Epidemics, Quarantines, and Borders in the Euro-Mediterranean, as Factors in the Emergence of Modern States

jeudi, 30. juin
15:45 jusqu'à 17:15 heures
Salle M 1130

This Panel seeks to investigate the importance of epidemics and the emergence of borders in the Euro-Mediterranean realm, from the early modern period to the development of modern bacteriology in the early 20th century. Since the devastations of the Black Death in mid-14th century, the limitations of both theological explanations as well as of the conceived medical wisdom of the time were evident. Early on, trade city such as Ragusa (Dubrovnik) or Pistoia, but also the duchy of Milan were willing to experiment with untested measures of containment, pioneering early measures of quarantine. Particularly trade connections between the Italian peninsula and the Levant and the Eastern Mediterranean with their lucrative access to the riches of the East appeared to be a source of lethal dangers, thus leading to different policies of containment while maintaining the possibility of ongoing economic exchange. As long as the existence of micro-pathogens (bacteria and viruses) remained unknown, and even the very nature of contagion unclear, if not even disputed, all policies remained blunt and tentative. What slowly showed to work against the forces of nature, though, were measures of quarantine, health passports, and control posts along trade routes – rendering hitherto rather theoretical concepts of borders concrete and tangible.

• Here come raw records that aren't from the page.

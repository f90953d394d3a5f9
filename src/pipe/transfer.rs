//! Header translation and streamed copy for a matched pipe.
//!
//! # Responsibilities
//! - Unwrap a multipart/form-data envelope (first part only)
//! - Propagate Content-Type / Content-Length / Content-Disposition under the
//!   single-value rule; ambiguous multi-value headers are dropped
//! - Copy X-Piping verbatim and advertise it for CORS when present
//! - Stream the body with bounded memory, firing completion exactly once
//!
//! # Design Decisions
//! - The receiver's response body wraps the sender's request body stream, so
//!   the receiver's connection drives the copy and transport flow control is
//!   the only backpressure
//! - Cleanup lives in the stream guard itself: it runs whether the copy ends
//!   normally, on a sender error, or because the receiver dropped mid-copy

use std::pin::Pin;
use std::sync::Arc;
use std::task::{Context, Poll};

use axum::body::Body;
use axum::http::header::{
    HeaderMap, HeaderName, HeaderValue, ACCESS_CONTROL_ALLOW_ORIGIN, ACCESS_CONTROL_EXPOSE_HEADERS,
    CONTENT_DISPOSITION, CONTENT_LENGTH, CONTENT_TYPE,
};
use bytes::Bytes;
use futures_util::stream::BoxStream;
use futures_util::{Stream, StreamExt, TryStreamExt};
use tokio::sync::oneshot;

use crate::pipe::registry::PathRegistry;
use crate::pipe::rendezvous::Pipe;

/// Application header carried through the pipe verbatim.
pub const X_PIPING: HeaderName = HeaderName::from_static("x-piping");

const X_ROBOTS_TAG: HeaderName = HeaderName::from_static("x-robots-tag");

/// Byte stream flowing from the sender's body into the receiver's response.
pub type ByteStream = BoxStream<'static, Result<Bytes, axum::Error>>;

/// Resolve the transfer-header source and body stream for a sender request.
///
/// A `multipart/form-data` request is unwrapped to its first part: the part's
/// headers replace the request's as the source of Content-Type and
/// Content-Disposition, and the part's content becomes the body. Anything
/// else streams the raw request body. A malformed envelope is recovered
/// locally and never surfaces as an error response.
pub async fn resolve_transfer_source(headers: &HeaderMap, body: Body) -> (HeaderMap, ByteStream) {
    let Some(boundary) = multipart_boundary(headers) else {
        return (headers.clone(), body.into_data_stream().boxed());
    };

    let mut parts = multer::Multipart::new(body.into_data_stream(), boundary);
    match parts.next_field().await {
        Ok(Some(field)) => {
            let part_headers = field.headers().clone();
            (part_headers, field.map_err(axum::Error::new).boxed())
        }
        Ok(None) | Err(_) => {
            // The envelope advertised multipart but carried no readable part.
            tracing::debug!("multipart envelope could not be parsed, transferring empty body");
            (headers.clone(), futures_util::stream::empty().boxed())
        }
    }
}

fn multipart_boundary(headers: &HeaderMap) -> Option<String> {
    let content_type = headers.get(CONTENT_TYPE)?.to_str().ok()?;
    let mime: mime::Mime = content_type.parse().ok()?;
    if mime.type_() == mime::MULTIPART && mime.subtype() == mime::FORM_DATA {
        mime.get_param(mime::BOUNDARY)
            .map(|boundary| boundary.as_str().to_owned())
    } else {
        None
    }
}

/// Build the receiver's response headers from the sender's.
///
/// `source` is the transfer-header source (request headers, or first-part
/// headers for multipart); `request` is always the raw request header map,
/// which is where X-Piping is read from. Starting from an empty map also
/// clears any pre-existing Content-Type, so nothing is left to sniff.
pub fn build_transfer_headers(source: &HeaderMap, request: &HeaderMap) -> HeaderMap {
    let mut headers = HeaderMap::new();

    for name in [CONTENT_TYPE, CONTENT_LENGTH, CONTENT_DISPOSITION] {
        let mut values = source.get_all(&name).iter();
        // Only an unambiguous single value is propagated.
        if let (Some(value), None) = (values.next(), values.next()) {
            headers.insert(name, value.clone());
        }
    }

    let mut has_x_piping = false;
    for value in request.get_all(&X_PIPING) {
        headers.append(X_PIPING, value.clone());
        has_x_piping = true;
    }
    if has_x_piping {
        headers.insert(
            ACCESS_CONTROL_EXPOSE_HEADERS,
            HeaderValue::from_static("X-Piping"),
        );
    }

    headers.insert(ACCESS_CONTROL_ALLOW_ORIGIN, HeaderValue::from_static("*"));
    headers.insert(X_ROBOTS_TAG, HeaderValue::from_static("none"));
    headers
}

/// Body stream that owns the pipe's cleanup.
///
/// Wraps the sender's byte stream; when the stream ends, errors out, or is
/// dropped because the receiver disconnected, it removes the registry entry
/// and fires the completion signal exactly once with the byte count.
pub struct TransferBody {
    inner: ByteStream,
    completion: Option<Completion>,
    bytes: u64,
}

struct Completion {
    done: oneshot::Sender<u64>,
    registry: Arc<PathRegistry>,
    path: String,
    pipe: Arc<Pipe>,
}

impl TransferBody {
    pub fn new(
        inner: ByteStream,
        done: oneshot::Sender<u64>,
        registry: Arc<PathRegistry>,
        path: String,
        pipe: Arc<Pipe>,
    ) -> Self {
        Self {
            inner,
            completion: Some(Completion {
                done,
                registry,
                path,
                pipe,
            }),
            bytes: 0,
        }
    }

    fn complete(&mut self) {
        if let Some(completion) = self.completion.take() {
            completion.registry.remove(&completion.path, &completion.pipe);
            tracing::debug!(
                path = %completion.path,
                bytes = self.bytes,
                "Pipe discarded"
            );
            let _ = completion.done.send(self.bytes);
        }
    }
}

impl Stream for TransferBody {
    type Item = Result<Bytes, axum::Error>;

    fn poll_next(self: Pin<&mut Self>, cx: &mut Context<'_>) -> Poll<Option<Self::Item>> {
        let this = self.get_mut();
        if this.completion.is_none() {
            return Poll::Ready(None);
        }
        match this.inner.as_mut().poll_next(cx) {
            Poll::Ready(Some(Ok(chunk))) => {
                this.bytes += chunk.len() as u64;
                Poll::Ready(Some(Ok(chunk)))
            }
            Poll::Ready(Some(Err(_))) => {
                // Sender disconnected mid-copy: end the stream silently.
                this.complete();
                Poll::Ready(None)
            }
            Poll::Ready(None) => {
                this.complete();
                Poll::Ready(None)
            }
            Poll::Pending => Poll::Pending,
        }
    }
}

impl Drop for TransferBody {
    fn drop(&mut self) {
        // Receiver disconnected mid-copy: cleanup still runs.
        self.complete();
    }
}

#[cfg(test)]
mod tests {
    use super::*;

    fn header_map(pairs: &[(&str, &str)]) -> HeaderMap {
        let mut headers = HeaderMap::new();
        for (name, value) in pairs {
            headers.append(
                HeaderName::from_bytes(name.as_bytes()).unwrap(),
                HeaderValue::from_str(value).unwrap(),
            );
        }
        headers
    }

    #[test]
    fn single_value_headers_are_propagated() {
        let source = header_map(&[
            ("content-type", "text/plain"),
            ("content-length", "5"),
            ("content-disposition", "attachment; filename=\"a.txt\""),
        ]);
        let headers = build_transfer_headers(&source, &source);

        assert_eq!(headers.get(CONTENT_TYPE).unwrap(), "text/plain");
        assert_eq!(headers.get(CONTENT_LENGTH).unwrap(), "5");
        assert_eq!(
            headers.get(CONTENT_DISPOSITION).unwrap(),
            "attachment; filename=\"a.txt\""
        );
    }

    #[test]
    fn ambiguous_multi_value_headers_are_dropped() {
        let source = header_map(&[
            ("content-type", "text/plain"),
            ("content-type", "application/json"),
        ]);
        let headers = build_transfer_headers(&source, &source);
        assert!(headers.get(CONTENT_TYPE).is_none());
    }

    #[test]
    fn absent_headers_stay_absent() {
        let headers = build_transfer_headers(&HeaderMap::new(), &HeaderMap::new());
        assert!(headers.get(CONTENT_TYPE).is_none());
        assert!(headers.get(CONTENT_LENGTH).is_none());
        assert!(headers.get(ACCESS_CONTROL_EXPOSE_HEADERS).is_none());
    }

    #[test]
    fn x_piping_is_copied_verbatim_and_exposed() {
        let request = header_map(&[("x-piping", "a=1"), ("x-piping", "b=2")]);
        let headers = build_transfer_headers(&HeaderMap::new(), &request);

        let values: Vec<_> = headers.get_all(&X_PIPING).iter().collect();
        assert_eq!(values, vec!["a=1", "b=2"]);
        assert_eq!(
            headers.get(ACCESS_CONTROL_EXPOSE_HEADERS).unwrap(),
            "X-Piping"
        );
    }

    #[test]
    fn every_transfer_carries_cors_and_robots_headers() {
        let headers = build_transfer_headers(&HeaderMap::new(), &HeaderMap::new());
        assert_eq!(headers.get(ACCESS_CONTROL_ALLOW_ORIGIN).unwrap(), "*");
        assert_eq!(headers.get(&X_ROBOTS_TAG).unwrap(), "none");
    }

    #[test]
    fn boundary_extraction_requires_form_data() {
        let multipart = header_map(&[(
            "content-type",
            "multipart/form-data; boundary=------boundary123",
        )]);
        assert_eq!(
            multipart_boundary(&multipart).as_deref(),
            Some("------boundary123")
        );

        let mixed = header_map(&[("content-type", "multipart/mixed; boundary=x")]);
        assert_eq!(multipart_boundary(&mixed), None);

        let plain = header_map(&[("content-type", "text/plain")]);
        assert_eq!(multipart_boundary(&plain), None);
    }

    #[tokio::test]
    async fn multipart_first_part_becomes_the_body() {
        let boundary = "XBOUNDARY";
        let payload = format!(
            "--{boundary}\r\n\
             Content-Disposition: form-data; name=\"input_file\"; filename=\"a.txt\"\r\n\
             Content-Type: text/plain\r\n\r\n\
             part one\r\n\
             --{boundary}\r\n\
             Content-Disposition: form-data; name=\"second\"\r\n\r\n\
             part two\r\n\
             --{boundary}--\r\n"
        );
        let content_type = format!("multipart/form-data; boundary={boundary}");
        let request_headers = header_map(&[("content-type", content_type.as_str())]);

        let (headers, stream) =
            resolve_transfer_source(&request_headers, Body::from(payload)).await;

        assert_eq!(headers.get(CONTENT_TYPE).unwrap(), "text/plain");
        let chunks: Vec<_> = stream.try_collect::<Vec<_>>().await.unwrap();
        let body: Vec<u8> = chunks.concat();
        assert_eq!(body, b"part one");
    }

    #[tokio::test]
    async fn non_multipart_body_streams_unchanged() {
        let request_headers = header_map(&[("content-type", "application/octet-stream")]);
        let (headers, stream) =
            resolve_transfer_source(&request_headers, Body::from("raw bytes")).await;

        assert_eq!(headers.get(CONTENT_TYPE).unwrap(), "application/octet-stream");
        let chunks: Vec<_> = stream.try_collect::<Vec<_>>().await.unwrap();
        assert_eq!(chunks.concat(), b"raw bytes");
    }

    #[tokio::test]
    async fn malformed_multipart_recovers_locally() {
        let request_headers = header_map(&[(
            "content-type",
            "multipart/form-data; boundary=XBOUNDARY",
        )]);
        let (_, stream) =
            resolve_transfer_source(&request_headers, Body::from("not a multipart body")).await;

        let chunks: Vec<_> = stream.try_collect::<Vec<_>>().await.unwrap();
        assert!(chunks.concat().is_empty());
    }

    #[tokio::test]
    async fn transfer_body_fires_completion_with_byte_count() {
        let registry = Arc::new(PathRegistry::new());
        let pipe = registry.get_or_create("/p/abc");
        let (done_tx, done_rx) = oneshot::channel();

        let inner = futures_util::stream::iter(vec![
            Ok(Bytes::from_static(b"hello ")),
            Ok(Bytes::from_static(b"world")),
        ])
        .boxed();
        let body = TransferBody::new(inner, done_tx, registry.clone(), "/p/abc".into(), pipe);

        let chunks: Vec<_> = body.try_collect::<Vec<_>>().await.unwrap();
        assert_eq!(chunks.concat(), b"hello world");
        assert_eq!(done_rx.await.unwrap(), 11);
        assert!(registry.is_empty());
    }

    #[tokio::test]
    async fn dropped_transfer_body_still_cleans_up() {
        let registry = Arc::new(PathRegistry::new());
        let pipe = registry.get_or_create("/p/abc");
        let (done_tx, done_rx) = oneshot::channel();

        let inner = futures_util::stream::pending().boxed();
        let body = TransferBody::new(inner, done_tx, registry.clone(), "/p/abc".into(), pipe);
        drop(body);

        assert_eq!(done_rx.await.unwrap(), 0);
        assert!(registry.is_empty());
    }

    #[tokio::test]
    async fn stale_body_cleanup_spares_a_replacement_pipe() {
        let registry = Arc::new(PathRegistry::new());
        let old = registry.get_or_create("/p/abc");
        let (done_tx, _done_rx) = oneshot::channel();

        let inner = futures_util::stream::pending().boxed();
        let body = TransferBody::new(inner, done_tx, registry.clone(), "/p/abc".into(), old.clone());

        // The entry turns over while the body is still in flight: its own
        // pipe is discarded and a new one takes the path.
        registry.remove("/p/abc", &old);
        let replacement = registry.get_or_create("/p/abc");

        drop(body);
        assert_eq!(registry.len(), 1);
        assert!(Arc::ptr_eq(&registry.get_or_create("/p/abc"), &replacement));
    }
}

The panel explores the development of these political attempts to contain nature, and how they shaped the perception of borders. From the 18th century onwards, border controls and interstate collaboration allowed to reduce the threat of Bubonic plague, and the fact that Marseilles 1712 was the last major outbreak in Europe showed the success of sanitary control of trade connections in the Mediterranean, as well as of sanitary border regimes such as between the Habsburg and Ottoman Empires, or between Milan/Lombardy and the Swiss Confederation. With the advent of Cholera in the 19th century, these measures of nature-control were expanded, and remained a vital concern in an age of globalization, even more so as the development of railways and steamships made travel and migration so much easier. Within 19th century Europe, political boundaries might be less controlled, but sanitary concerns remained, and remained as lethal as ever. Only the development of bacteriology by Pasteur and Koch would set the fight against epidemics on a new, much more solid foundation. Before that, nature remained a never ending source of threats to the benefits of trade-based prosperity, with only the mechanisms of surveillance and control that the emerging modern state had as tools with the potential to contain.

The panel seeks to bring together scholars with an interest in the history of quarantine and other sanitary measures of border control, in order to gain a better understanding of how borders, a main factors in the development of the modern state, developed between epidemics control and the need for interaction between cities, regions, and states.